- [WORK INSTRUCTION]: Repeat exactly, and only, the lines of the entries below from the one with "#[derive(Clone, Debug)]" through the one with "Delays grow by", both ends included.
(SUPPLIED DATA)
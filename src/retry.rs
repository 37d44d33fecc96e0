//! Bounded retry with exponential backoff and jitter.
//!
//! Used only for read-only Kubernetes API calls (client construction,
//! application discovery) where a transient connection error should not be
//! mistaken for an empty result. Mutating steps are never retried in-process;
//! recovery for those is re-running the orchestrator.

use std::time::Duration;

use rand::Rng;
use tracing::{error, warn};

/// Backoff settings for a retried read
#[derive(Clone, Debug)]
pub struct RetryConfig {
    /// Maximum number of attempts, including the first (minimum 1)
    pub max_attempts: u32,
    /// Delay before the second attempt
    pub initial_delay: Duration,
    /// Upper bound on any single delay
    pub max_delay: Duration,
    /// Multiplier applied to the delay after each failure
    pub backoff_multiplier: f64,
}

impl Default for RetryConfig {
    fn default() -> Self {
        Self {
            max_attempts: 5,
            initial_delay: Duration::from_millis(200),
            max_delay: Duration::from_secs(10),
            backoff_multiplier: 2.0,
        }
    }
}

/// Run `operation` until it succeeds or the attempt budget is spent.
///
/// Returns the last error once `max_attempts` is reached. Delays grow by
/// `backoff_multiplier` up to `max_delay`, each scaled by a 0.5x-1.5x jitter.
pub async fn retry_with_backoff<F, Fut, T, E>(
    config: &RetryConfig,
    operation_name: &str,
    mut operation: F,
) -> Result<T, E>
where
    F: FnMut() -> Fut,
    Fut: std::future::Future<Output = Result<T, E>>,
    E: std::fmt::Display,
{
    let max_attempts = config.max_attempts.max(1);
    let mut delay = config.initial_delay;
    let mut attempt = 0u32;

    loop {
        attempt += 1;

        let e = match operation().await {
            Ok(result) => return Ok(result),
            Err(e) => e,
        };

        if attempt >= max_attempts {
            error!(
                operation = %operation_name,
                attempt,
                error = %e,
                "giving up after max attempts"
            );
            return Err(e);
        }

        let jitter = rand::thread_rng().gen_range(0.5..1.5);
        let jittered = Duration::from_secs_f64(delay.as_secs_f64() * jitter);
        warn!(
            operation = %operation_name,
            attempt,
            error = %e,
            delay_ms = jittered.as_millis() as u64,
            "transient failure, retrying"
        );
        tokio::time::sleep(jittered).await;

        delay = Duration::from_secs_f64(
            (delay.as_secs_f64() * config.backoff_multiplier).min(config.max_delay.as_secs_f64()),
        );
    }
}
//! Post-handoff checks on the sample workload
//!
//! Argo CD deploys the workload from the GitOps repository, so its absence is
//! reported but never fails the run.

use crate::health::{HealthPredicate, SuccessCondition};
use crate::observer::{ResourceKind, ResourceSelector};
use crate::phase::Phase;
use crate::session::BootstrapSession;

/// Upper bound on checks per verification wait
pub const VERIFY_MAX_ITERATIONS: u32 = 6;

/// Deployment available, pods running, Service present
pub fn workload_phase(session: &BootstrapSession) -> Phase {
    let workload = session.workload();
    let ns = workload.namespace.as_str();
    let name = workload.name.as_str();
    let check = |selector, condition| {
        HealthPredicate::new(
            selector,
            condition,
            session.poll_interval(),
            session.max_wait_iterations().min(VERIFY_MAX_ITERATIONS),
        )
    };

    Phase::new("workload-verification", format!("Verifying workload {ns}/{name}"))
        .warn_on_failure()
        .wait(check(
            ResourceSelector::named(ResourceKind::Deployment, ns, name),
            SuccessCondition::AllReady { min: 1 },
        ))
        .wait(check(
            ResourceSelector::labelled(ResourceKind::Pod, ns, &format!("app={name}")),
            SuccessCondition::AllReady { min: 1 },
        ))
        .wait(check(
            ResourceSelector::named(ResourceKind::Service, ns, name),
            SuccessCondition::Exists,
        ))
}
//! Argo CD install

use super::{wait_for, ClusterTools, ARGOCD_NAMESPACE};
use crate::health::SuccessCondition;
use crate::observer::{ResourceKind, ResourceSelector};
use crate::phase::Phase;
use crate::session::BootstrapSession;
use crate::task::IdempotentTask;

/// Pinned `argo/argo-cd` chart version
pub const ARGOCD_CHART_VERSION: &str = "7.7.11";

/// Helm release name
pub const ARGOCD_RELEASE: &str = "argocd";

const VALUES: &[&str] = &[
    "--set",
    "configs.params.server\\.insecure=true",
    "--set",
    "dex.enabled=false",
    "--set",
    "notifications.enabled=false",
];

/// `helm upgrade --install` for Argo CD, skipped when the release is deployed
pub fn install_task(tools: ClusterTools<'_>) -> IdempotentTask {
    let mut args = vec![
        "upgrade",
        "--install",
        ARGOCD_RELEASE,
        "argo/argo-cd",
        "--version",
        ARGOCD_CHART_VERSION,
        "--namespace",
        ARGOCD_NAMESPACE,
    ];
    args.extend_from_slice(VALUES);

    IdempotentTask::new(
        "install-argocd",
        ResourceSelector::named(ResourceKind::HelmRelease, ARGOCD_NAMESPACE, ARGOCD_RELEASE),
    )
    .when_absent(tools.release_deployed(ARGOCD_RELEASE, ARGOCD_NAMESPACE))
    .run(tools.helm_mutation(&args))
}

/// Install Argo CD and wait for the components the handoff depends on
pub fn control_plane_phase(session: &BootstrapSession, tools: ClusterTools<'_>) -> Phase {
    let ready = SuccessCondition::AllReady { min: 1 };
    Phase::new("gitops-control-plane", "Installing Argo CD")
        .task(install_task(tools))
        .require(wait_for(
            session,
            ResourceSelector::named(ResourceKind::Deployment, ARGOCD_NAMESPACE, "argocd-server"),
            ready,
        ))
        .require(wait_for(
            session,
            ResourceSelector::named(
                ResourceKind::Deployment,
                ARGOCD_NAMESPACE,
                "argocd-repo-server",
            ),
            ready,
        ))
        .require(wait_for(
            session,
            ResourceSelector::named(
                ResourceKind::StatefulSet,
                ARGOCD_NAMESPACE,
                "argocd-application-controller",
            ),
            ready,
        ))
}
(End SUPPLIED DATA)
- [ANSWER]:
#[derive(Clone, Debug)]
pub struct RetryConfig {
    /// Maximum number of attempts, including the first (minimum 1)
    pub max_attempts: u32,
    /// Delay before the second attempt
    pub initial_delay: Duration,
    /// Upper bound on any single delay
    pub max_delay: Duration,
    /// Multiplier applied to the delay after each failure
    pub backoff_multiplier: f64,
}

impl Default for RetryConfig {
    fn default() -> Self {
        Self {
            max_attempts: 5,
            initial_delay: Duration::from_millis(200),
            max_delay: Duration::from_secs(10),
            backoff_multiplier: 2.0,
        }
    }
}

/// Run `operation` until it succeeds or the attempt budget is spent.
///
/// Returns the last error once `max_attempts` is reached. Delays grow by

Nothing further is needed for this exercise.